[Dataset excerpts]
---
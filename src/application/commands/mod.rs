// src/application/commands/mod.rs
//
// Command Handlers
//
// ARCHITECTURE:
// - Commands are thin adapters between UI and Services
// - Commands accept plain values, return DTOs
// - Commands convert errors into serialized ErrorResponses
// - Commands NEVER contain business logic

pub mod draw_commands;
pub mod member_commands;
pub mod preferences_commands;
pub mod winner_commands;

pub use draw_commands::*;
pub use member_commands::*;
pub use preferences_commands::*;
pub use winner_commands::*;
---
**Goal of the exercise**
The answer must be the line containing "pub mod preferences_commands;" and every line after it through the end of the records, repeated exactly.

**Final answer**
pub mod preferences_commands;
pub mod winner_commands;

pub use draw_commands::*;
pub use member_commands::*;
pub use preferences_commands::*;
pub use winner_commands::*;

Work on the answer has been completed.